Over at the Woodrow Wilson Center’s New Security Beat, I have a new post about a recent Science article by several economists on the connections between climate change and conflict. That article, which featured a reanalysis of sixty studies, sought to unambiguously demonstrate the climate effects contribute to conflict across a range of time periods, levels of conflict, and countries (see my previous Duck post with links to other critiques). However, as I suggested, the lack of serious attention to causal processes and the lumping together of quite distinct phenomena under a broad umbrella missed the point that climate effects are likely to have heterogeneous links to conflict. Rainfall abundance, rainfall scarcity, extreme weather events, and temperature may operate through different processes and in some cases may help ameliorate conflicts rather than foment them. Now, there is a section of that blog post that ended up on the cutting room floor, and I wanted to try to get some of it out here, mostly to elicit feedback from more quantitatively inclined social scientists who might be able to weigh in and explain whether what they did was kosher. Hsiang and his co-authors make an interesting choice with respect to statistical controls. They suggest that if we include variables like income per capita as controls that might also be correlated with conflict, we run in to the problem that climate indicators themselves affect income and thus inclusion of income would underestimate the climate effect. Their choice, if I read their article correctly, is not to include those standard controls but to try to account for them through fixed effects, bothlocation-specific fixed effects and temporal ones. Here they write about fixed effects:
If different locations in a sample exhibit different average levels of conflict – perhaps because of cultural, historical, political, economic, geographic or institutional differences between the locations – this will be accounted for by the location-specific constants μ (commonly known as “fixed effects”). Time-specific constants θ (a dummy for each time period) flexibly account for other time-trending variables such as economic growth or gradual demographic changes that could be correlated with both climate and conflict.
By dumping in all the things we as political scientists care about into dummy variables, what can we learn about causal processes and the conditions under which climate effects lead to violence? They elaborate on their choice:
Nonetheless, some studies use cross-sectional analyses and attempt to control for confounding variables in regression analyses, typically using a handful of covariates such as average income or political indices. However, because the full suite of determinants of conflict are unknown and unmeasured, it is likely impossible that any cross-sectional study can explicitly account for all important differences between populations. Rather than presuming that all confounders are accounted for, the studies we evaluate only compare Norway or Nigeria to themselves at different moments in time, thereby ensuring that the structure, history and geography of comparison populations are nearly identical.

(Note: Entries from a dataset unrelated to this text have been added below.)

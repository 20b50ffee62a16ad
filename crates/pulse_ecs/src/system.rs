//! System model — callbacks, capability variants, and the builder.
//!
//! A system is a filter plus a bundle of per-tick behavior. The shape of
//! that behavior is fixed at construction time as one of three capability
//! sets:
//!
//! - **Plain** — an optional `update(dt)` called once per tick.
//! - **Processing** — `pre_process(dt)`, then `process(entity, dt)` for
//!   every matched entity, then `post_process(dt)`.
//! - **Sorted processing** — a processing system whose matched entities
//!   are kept in comparator order.
//!
//! Required callbacks are validated by [`SystemBuilder::build`], so a
//! malformed system fails before it ever reaches a tick.

use std::collections::HashSet;
use std::fmt;

use thiserror::Error;

use pulse_filter::Filter;

use crate::context::SystemContext;
use crate::entity::Entity;
use crate::store::EntityStore;

/// A unique handle for a system added to a world.
///
/// Returned by `World::add_system` and used for removal and re-indexing.
#[derive(Debug, Clone, Copy, PartialEq, Eq, Hash, PartialOrd, Ord)]
pub struct SystemId(pub(crate) u64);

impl SystemId {
    /// Returns the raw `u64` identifier.
    #[must_use]
    pub const fn id(self) -> u64 {
        self.0
    }
}

impl fmt::Display for SystemId {
    fn fmt(&self, f: &mut fmt::Formatter<'_>) -> fmt::Result {
        write!(f, "SystemId({})", self.0)
    }
}

/// Per-tick callback: `(ctx, dt)`.
pub type TickFn = Box<dyn FnMut(&mut SystemContext<'_>, f64)>;
/// Entity membership callback: `(ctx, entity)`.
pub type EntityHookFn = Box<dyn FnMut(&mut SystemContext<'_>, Entity)>;
/// World membership callback: `(ctx)`.
pub type WorldHookFn = Box<dyn FnMut(&mut SystemContext<'_>)>;
/// Per-entity processing callback: `(ctx, entity, dt)`.
pub type ProcessFn = Box<dyn FnMut(&mut SystemContext<'_>, Entity, f64)>;
/// Ordering predicate: returns `true` iff the first entity sorts before
/// the second. Must be a strict weak ordering; ties keep their prior
/// relative order.
pub type CompareFn = Box<dyn FnMut(&EntityStore, Entity, Entity) -> bool>;

/// Optional lifecycle hooks shared by every capability set.
#[derive(Default)]
pub(crate) struct Hooks {
    pub on_add: Option<EntityHookFn>,
    pub on_remove: Option<EntityHookFn>,
    pub on_modify: Option<TickFn>,
    pub on_add_to_world: Option<WorldHookFn>,
    pub on_removed_from_world: Option<WorldHookFn>,
    pub pre_wrap: Option<TickFn>,
    pub post_wrap: Option<TickFn>,
}

/// The per-tick behavior of a system, dispatched on by the scheduler.
pub(crate) enum Behavior {
    Plain {
        update: Option<TickFn>,
    },
    Processing {
        pre_process: Option<TickFn>,
        process: ProcessFn,
        post_process: Option<TickFn>,
    },
    SortedProcessing {
        compare: CompareFn,
        pre_process: Option<TickFn>,
        process: ProcessFn,
        post_process: Option<TickFn>,
    },
}

impl Behavior {
    pub(crate) fn kind(&self) -> &'static str {
        match self {
            Behavior::Plain { .. } => "plain",
            Behavior::Processing { .. } => "processing",
            Behavior::SortedProcessing { .. } => "sorted_processing",
        }
    }
}

/// A unit of per-tick behavior with an entity filter, an optional tag set
/// for system-level selection, lifecycle hooks, and a capability variant.
pub struct System {
    pub(crate) filter: Filter,
    pub(crate) tags: HashSet<String>,
    pub(crate) hooks: Hooks,
    pub(crate) behavior: Behavior,
}

impl System {
    /// Start building a system that matches entities with `filter`.
    #[must_use]
    pub fn builder(filter: Filter) -> SystemBuilder {
        SystemBuilder::new(filter)
    }

    /// The entity filter this system was built with.
    #[must_use]
    pub fn filter(&self) -> &Filter {
        &self.filter
    }

    /// The tags declared on this system.
    #[must_use]
    pub fn tags(&self) -> &HashSet<String> {
        &self.tags
    }
}

impl fmt::Debug for System {
    fn fmt(&self, f: &mut fmt::Formatter<'_>) -> fmt::Result {
        f.debug_struct("System")
            .field("kind", &self.behavior.kind())
            .field("filter", &self.filter)
            .field("tags", &self.tags)
            .finish_non_exhaustive()
    }
}

/// Errors detected while constructing a [`System`].
#[derive(Debug, Clone, Error)]
pub enum SystemError {
    #[error("missing required callback: {0}")]
    MissingCallback(&'static str),
    #[error("conflicting callbacks: {0} and {1}")]
    ConflictingCallbacks(&'static str, &'static str),
}

/// Builder for [`System`] values.
///
/// Setting `process` makes the system a processing system; additionally
/// setting `compare` makes it a sorted processing system. `build`
/// validates the resulting capability set.
pub struct SystemBuilder {
    filter: Filter,
    tags: HashSet<String>,
    update: Option<TickFn>,
    pre_process: Option<TickFn>,
    process: Option<ProcessFn>,
    post_process: Option<TickFn>,
    compare: Option<CompareFn>,
    hooks: Hooks,
}

impl SystemBuilder {
    #[must_use]
    pub fn new(filter: Filter) -> Self {
        Self {
            filter,
            tags: HashSet::new(),
            update: None,
            pre_process: None,
            process: None,
            post_process: None,
            compare: None,
            hooks: Hooks::default(),
        }
    }

    /// Declare a tag on this system. Tags are what the system-selecting
    /// filter of `World::update_filtered` evaluates.
    #[must_use]
    pub fn tag(mut self, name: impl Into<String>) -> Self {
        self.tags.insert(name.into());
        self
    }

    /// Per-tick update for a plain system. Mutually exclusive with
    /// [`process`](Self::process).
    #[must_use]
    pub fn update<F>(mut self, f: F) -> Self
    where
        F: FnMut(&mut SystemContext<'_>, f64) + 'static,
    {
        self.update = Some(Box::new(f));
        self
    }

    /// Called before entity iteration on each tick.
    #[must_use]
    pub fn pre_process<F>(mut self, f: F) -> Self
    where
        F: FnMut(&mut SystemContext<'_>, f64) + 'static,
    {
        self.pre_process = Some(Box::new(f));
        self
    }

    /// Process one matched entity. Makes this a processing system.
    #[must_use]
    pub fn process<F>(mut self, f: F) -> Self
    where
        F: FnMut(&mut SystemContext<'_>, Entity, f64) + 'static,
    {
        self.process = Some(Box::new(f));
        self
    }

    /// Called after entity iteration on each tick.
    #[must_use]
    pub fn post_process<F>(mut self, f: F) -> Self
    where
        F: FnMut(&mut SystemContext<'_>, f64) + 'static,
    {
        self.post_process = Some(Box::new(f));
        self
    }

    /// Ordering predicate over matched entities. Makes this a sorted
    /// processing system; requires [`process`](Self::process).
    #[must_use]
    pub fn compare<F>(mut self, f: F) -> Self
    where
        F: FnMut(&EntityStore, Entity, Entity) -> bool + 'static,
    {
        self.compare = Some(Box::new(f));
        self
    }

    /// Called when an entity is added to the system's matched set.
    #[must_use]
    pub fn on_add<F>(mut self, f: F) -> Self
    where
        F: FnMut(&mut SystemContext<'_>, Entity) + 'static,
    {
        self.hooks.on_add = Some(Box::new(f));
        self
    }

    /// Called when an entity is removed from the system's matched set.
    #[must_use]
    pub fn on_remove<F>(mut self, f: F) -> Self
    where
        F: FnMut(&mut SystemContext<'_>, Entity) + 'static,
    {
        self.hooks.on_remove = Some(Box::new(f));
        self
    }

    /// Called once per reconciliation in which the matched set changed,
    /// after all of this system's add/remove callbacks. Sorted systems
    /// use this point to re-sort instead; supplying both is an error.
    #[must_use]
    pub fn on_modify<F>(mut self, f: F) -> Self
    where
        F: FnMut(&mut SystemContext<'_>, f64) + 'static,
    {
        self.hooks.on_modify = Some(Box::new(f));
        self
    }

    /// Called when the system joins a world, before any entities are
    /// added to it.
    #[must_use]
    pub fn on_add_to_world<F>(mut self, f: F) -> Self
    where
        F: FnMut(&mut SystemContext<'_>) + 'static,
    {
        self.hooks.on_add_to_world = Some(Box::new(f));
        self
    }

    /// Called when the system leaves a world, after all entities have
    /// been removed from it.
    #[must_use]
    pub fn on_removed_from_world<F>(mut self, f: F) -> Self
    where
        F: FnMut(&mut SystemContext<'_>) + 'static,
    {
        self.hooks.on_removed_from_world = Some(Box::new(f));
        self
    }

    /// Called on every selected system, in ascending order, before any
    /// system's update runs. Paired with [`post_wrap`](Self::post_wrap)
    /// this lets a later-indexed system decorate the whole batch of
    /// sibling updates.
    #[must_use]
    pub fn pre_wrap<F>(mut self, f: F) -> Self
    where
        F: FnMut(&mut SystemContext<'_>, f64) + 'static,
    {
        self.hooks.pre_wrap = Some(Box::new(f));
        self
    }

    /// Called on every selected system, in descending order, after every
    /// system's update has run.
    #[must_use]
    pub fn post_wrap<F>(mut self, f: F) -> Self
    where
        F: FnMut(&mut SystemContext<'_>, f64) + 'static,
    {
        self.hooks.post_wrap = Some(Box::new(f));
        self
    }

    /// Validate the callback set and produce the system.
    ///
    /// # Errors
    ///
    /// - [`SystemError::MissingCallback`] if `compare` was set without
    ///   `process`.
    /// - [`SystemError::ConflictingCallbacks`] if both `update` and
    ///   `process` were set, or a sorted system also set `on_modify`.
    pub fn build(self) -> Result<System, SystemError> {
        if self.compare.is_some() && self.process.is_none() {
            return Err(SystemError::MissingCallback("process"));
        }
        if self.process.is_some() && self.update.is_some() {
            return Err(SystemError::ConflictingCallbacks("update", "process"));
        }
        if self.compare.is_some() && self.hooks.on_modify.is_some() {
            return Err(SystemError::ConflictingCallbacks("on_modify", "compare"));
        }
        if self.process.is_none()
            && (self.pre_process.is_some() || self.post_process.is_some())
        {
            return Err(SystemError::MissingCallback("process"));
        }

        let behavior = match (self.process, self.compare) {
            (Some(process), Some(compare)) => Behavior::SortedProcessing {
                compare,
                pre_process: self.pre_process,
                process,
                post_process: self.post_process,
            },
            (Some(process), None) => Behavior::Processing {
                pre_process: self.pre_process,
                process,
                post_process: self.post_process,
            },
            (None, _) => Behavior::Plain {
                update: self.update,
            },
        };

        Ok(System {
            filter: self.filter,
            tags: self.tags,
            hooks: self.hooks,
            behavior,
        })
    }
}

#[cfg(test)]
mod tests {
    use pulse_filter::require_all;

    use super::*;

    #[test]
    fn test_plain_system_builds() {
        let sys = System::builder(require_all(["a"]))
            .update(|_ctx, _dt| {})
            .build()
            .unwrap();
        assert_eq!(sys.behavior.kind(), "plain");
    }

    #[test]
    fn test_plain_system_with_no_update_builds() {
        // Hook-only systems are legal.
        let sys = System::builder(require_all(["a"]))
            .on_add(|_ctx, _e| {})
            .build()
            .unwrap();
        assert_eq!(sys.behavior.kind(), "plain");
    }

    #[test]
    fn test_processing_system_builds() {
        let sys = System::builder(require_all(["a"]))
            .pre_process(|_ctx, _dt| {})
            .process(|_ctx, _e, _dt| {})
            .post_process(|_ctx, _dt| {})
            .build()
            .unwrap();
        assert_eq!(sys.behavior.kind(), "processing");
    }

    #[test]
    fn test_sorted_processing_system_builds() {
        let sys = System::builder(require_all(["a"]))
            .process(|_ctx, _e, _dt| {})
            .compare(|_store, a, b| a.id() < b.id())
            .build()
            .unwrap();
        assert_eq!(sys.behavior.kind(), "sorted_processing");
    }

    #[test]
    fn test_compare_requires_process() {
        let err = System::builder(require_all(["a"]))
            .compare(|_store, a, b| a.id() < b.id())
            .build()
            .unwrap_err();
        assert!(matches!(err, SystemError::MissingCallback("process")));
    }

    #[test]
    fn test_pre_process_requires_process() {
        let err = System::builder(require_all(["a"]))
            .pre_process(|_ctx, _dt| {})
            .build()
            .unwrap_err();
        assert!(matches!(err, SystemError::MissingCallback("process")));
    }

    #[test]
    fn test_update_and_process_conflict() {
        let err = System::builder(require_all(["a"]))
            .update(|_ctx, _dt| {})
            .process(|_ctx, _e, _dt| {})
            .build()
            .unwrap_err();
        assert!(matches!(err, SystemError::ConflictingCallbacks(_, _)));
    }

    #[test]
    fn test_sorted_system_rejects_custom_on_modify() {
        let err = System::builder(require_all(["a"]))
            .process(|_ctx, _e, _dt| {})
            .compare(|_store, a, b| a.id() < b.id())
            .on_modify(|_ctx, _dt| {})
            .build()
            .unwrap_err();
        assert!(matches!(err, SystemError::ConflictingCallbacks(_, _)));
    }

    #[test]
    fn test_tags_recorded() {
        let sys = System::builder(require_all(["a"]))
            .tag("draw")
            .tag("debug")
            .build()
            .unwrap();
        assert!(sys.tags().contains("draw"));
        assert!(sys.tags().contains("debug"));
    }
}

So, I get that they don’t want purely cross-sectional studies but they are not including just studies of single countries. I guess the fixed effects are doing the work to render a clean shot at isolating the climate effects in different time periods. But, by not including traditional statistical controls and solely relying on fixed effects, it occurs to me that we cannot know much about the relative role played by critical indicators associated with adaptive capacity that are likely to mediate between climate indicators and conflict. In another paper, Burke, Miguel, and co-authors defend the choice of fixed effects:
One potential downside of the fixed effects approach is that it is difficult to estimate the direct impact of other potential explanatory variables of interest (e.g. perhaps consistently democratic countries have less conflict). The advantage – overwhelming, in our opinion – is that our coefficients of interest are unlikely to be biased by either omitted variables or endogeneity.
I see a bigger downside. Understanding whether and how differential economic growth rates, infant mortality, and governance affect the likelihood of conflict are absolutely critical because these are the areas, outside of a dramatic climate change mitigation effort, where human agency can make a difference. Given that some of these indicators are also influenced by climate, I see that they want to isolate the magnitude of climate effects on conflict, but aren’t there other ways to deal with endogeneity other than fixed effects models like two-stage models or instrumental variables approaches? Maybe I just have a poor grasp of what fixed effects can do for you, but to me, it’s what bundled under the umbrella of fixed effects that are interesting and possibly the source of interaction effects and other substantively meaningful causal connections.